- **Required work**
Give back only the lines in the records below from the one with "a.0.cmp(&b.0) // specificity" to the one with "ranges.push((c, c));", both inclusive, word for word.

##########

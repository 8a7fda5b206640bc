//! Folder Pattern Resolver: wildcard patterns mapping folders to templates.
//!
//! Pattern language: `/`-separated segments where `**` matches zero or more
//! whole segments and every other segment is a shell glob over exactly one
//! folder segment (`*`, `?`, `[...]` classes, `[!...]` negation). Matching
//! is an iterative dynamic program over (folder-segment, pattern-segment)
//! index pairs, and the per-segment glob is a second DP over (char, token)
//! pairs, so long `**` chains stay linear-ish instead of exploding a naive
//! recursion.
//!
//! `resolve_template` precedence, short-circuiting on the first hit:
//! 1. exact key equality;
//! 2. the most specific structurally-matching wildcard key — greatest
//!    `(segment_count, literal_segment_count)`, fewest `**` segments, then
//!    pattern string order as the final deterministic tie-break;
//! 3. the nearest ancestor folder present as an exact key;
//! 4. nothing.

use crate::error::{Result, VaultError};
use std::collections::BTreeMap;

/// True when the key should compete in wildcard matching rather than exact
/// or ancestor lookup.
pub fn is_wildcard(pattern: &str) -> bool {
    pattern.contains('*') || pattern.contains('?')
}

/// Ranking key for competing wildcard matches: total segments, then
/// segments free of `*`/`?`.
pub fn specificity(pattern: &str) -> (usize, usize) {
    let segments: Vec<&str> = pattern.split('/').collect();
    let literal = segments
        .iter()
        .filter(|s| !s.contains('*') && !s.contains('?'))
        .count();
    (segments.len(), literal)
}

/// Backslashes to slashes, no leading or trailing slash.
pub fn normalize_folder(folder: &str) -> String {
    folder.replace('\\', "/").trim_matches('/').to_string()
}

/// Check every glob segment compiles; `set` validates patterns before they
/// are persisted so a malformed class never reaches the matcher from our
/// own writes.
pub fn validate(pattern: &str) -> Result<()> {
    for segment in pattern.split('/') {
        if segment != "**" {
            compile_segment(segment)?;
        }
    }
    Ok(())
}

/// Does `folder` structurally match `pattern`? Both exhausted together is
/// required; `**` may consume zero segments.
pub fn pattern_matches(folder: &str, pattern: &str) -> Result<bool> {
    let folder_segs: Vec<&str> = folder.split('/').collect();
    // None marks a `**` segment; everything else is a compiled glob.
    let compiled: Vec<Option<Vec<Token>>> = pattern
        .split('/')
        .map(|seg| {
            if seg == "**" {
                Ok(None)
            } else {
                compile_segment(seg).map(Some)
            }
        })
        .collect::<Result<_>>()?;

    let (n, m) = (folder_segs.len(), compiled.len());
    // dp[i][j]: folder[i..] matches pattern[j..]
    let mut dp = vec![vec![false; m + 1]; n + 1];
    dp[n][m] = true;
    for j in (0..m).rev() {
        dp[n][j] = compiled[j].is_none() && dp[n][j + 1];
    }
    for i in (0..n).rev() {
        for j in (0..m).rev() {
            dp[i][j] = match &compiled[j] {
                None => dp[i][j + 1] || dp[i + 1][j],
                Some(tokens) => segment_matches(folder_segs[i], tokens) && dp[i + 1][j + 1],
            };
        }
    }
    Ok(dp[0][0])
}

/// Resolve the effective template for `folder` against the persisted
/// mapping. See the module docs for the precedence order.
pub fn resolve_template(
    mapping: &BTreeMap<String, String>,
    folder: &str,
) -> Result<Option<String>> {
    let folder = normalize_folder(folder);

    // 1. Exact match.
    if let Some(template) = mapping.get(&folder) {
        return Ok(Some(template.clone()));
    }

    // 2. Most specific matching wildcard pattern.
    let mut candidates: Vec<((usize, usize), usize, &str, &str)> = Vec::new();
    for (pattern, template) in mapping {
        if is_wildcard(pattern) && pattern_matches(&folder, pattern)? {
            let doublestar = pattern.split('/').filter(|s| *s == "**").count();
            candidates.push((specificity(pattern), doublestar, pattern, template));
        }
    }
    candidates.sort_by(|a, b| {
        a.0.cmp(&b.0) // specificity ascending
            .then(b.1.cmp(&a.1)) // fewer ** segments ranks higher
            .then(a.2.cmp(b.2)) // pattern string, deterministic
    });
    if let Some((_, _, _, template)) = candidates.last() {
        return Ok(Some((*template).to_string()));
    }

    // 3. Nearest ancestor with an exact mapping, root excluded.
    let segments: Vec<&str> = folder.split('/').collect();
    for i in (1..segments.len()).rev() {
        let parent = segments[..i].join("/");
        if let Some(template) = mapping.get(&parent) {
            return Ok(Some(template.clone()));
        }
    }

    Ok(None)
}

enum Token {
    Literal(char),
    AnyChar,
    Star,
    Class { negated: bool, ranges: Vec<(char, char)> },
}

fn compile_segment(segment: &str) -> Result<Vec<Token>> {
    let chars: Vec<char> = segment.chars().collect();
    let mut tokens = Vec::new();
    let mut i = 0;
    while i < chars.len() {
        match chars[i] {
            '*' => tokens.push(Token::Star),
            '?' => tokens.push(Token::AnyChar),
            '[' => {
                let mut j = i + 1;
                let negated = chars.get(j) == Some(&'!');
                if negated {
                    j += 1;
                }
                let mut ranges = Vec::new();
                let mut first = true;
                loop {
                    match chars.get(j) {
                        None => return Err(VaultError::InvalidPattern(segment.to_string())),
                        // `]` closes the class unless it is the first member.
                        Some(']') if !first => break,
                        Some(&c) => {
                            if chars.get(j + 1) == Some(&'-')
                                && chars.get(j + 2).is_some_and(|&e| e != ']')
                            {
                                ranges.push((c, chars[j + 2]));
                                j += 3;
                            } else {
                                ranges.push((c, c));
                                j += 1;
                            }
                        }
                    }
                    first = false;
                }
                tokens.push(Token::Class { negated, ranges });
                i = j;
            }
            c => tokens.push(Token::Literal(c)),
        }
        i += 1;
    }
    Ok(tokens)
}

fn segment_matches(text: &str, tokens: &[Token]) -> bool {
    let chars: Vec<char> = text.chars().collect();
    let (n, m) = (chars.len(), tokens.len());
    // dp[i][j]: chars[i..] matches tokens[j..]
    let mut dp = vec![vec![false; m + 1]; n + 1];
    dp[n][m] = true;
    for j in (0..m).rev() {
        dp[n][j] = matches!(tokens[j], Token::Star) && dp[n][j + 1];
    }
    for i in (0..n).rev() {
        for j in (0..m).rev() {
            dp[i][j] = match &tokens[j] {
                Token::Star => dp[i][j + 1] || dp[i + 1][j],
                Token::AnyChar => dp[i + 1][j + 1],
                Token::Literal(c) => chars[i] == *c && dp[i + 1][j + 1],
                Token::Class { negated, ranges } => {
                    let inside = ranges.iter().any(|&(lo, hi)| (lo..=hi).contains(&chars[i]));
                    inside != *negated && dp[i + 1][j + 1]
                }
            };
        }
    }
    dp[0][0]
}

##########

- **Result below**
        a.0.cmp(&b.0) // specificity ascending
            .then(b.1.cmp(&a.1)) // fewer ** segments ranks higher
            .then(a.2.cmp(b.2)) // pattern string, deterministic
    });
    if let Some((_, _, _, template)) = candidates.last() {
        return Ok(Some((*template).to_string()));
    }

    // 3. Nearest ancestor with an exact mapping, root excluded.
    let segments: Vec<&str> = folder.split('/').collect();
    for i in (1..segments.len()).rev() {
        let parent = segments[..i].join("/");
        if let Some(template) = mapping.get(&parent) {
            return Ok(Some(template.clone()));
        }
    }

    Ok(None)
}

enum Token {
    Literal(char),
    AnyChar,
    Star,
    Class { negated: bool, ranges: Vec<(char, char)> },
}

fn compile_segment(segment: &str) -> Result<Vec<Token>> {
    let chars: Vec<char> = segment.chars().collect();
    let mut tokens = Vec::new();
    let mut i = 0;
    while i < chars.len() {
        match chars[i] {
            '*' => tokens.push(Token::Star),
            '?' => tokens.push(Token::AnyChar),
            '[' => {
                let mut j = i + 1;
                let negated = chars.get(j) == Some(&'!');
                if negated {
                    j += 1;
                }
                let mut ranges = Vec::new();
                let mut first = true;
                loop {
                    match chars.get(j) {
                        None => return Err(VaultError::InvalidPattern(segment.to_string())),
                        // `]` closes the class unless it is the first member.
                        Some(']') if !first => break,
                        Some(&c) => {
                            if chars.get(j + 1) == Some(&'-')
                                && chars.get(j + 2).is_some_and(|&e| e != ']')
                            {
                                ranges.push((c, chars[j + 2]));
                                j += 3;
                            } else {
                                ranges.push((c, c));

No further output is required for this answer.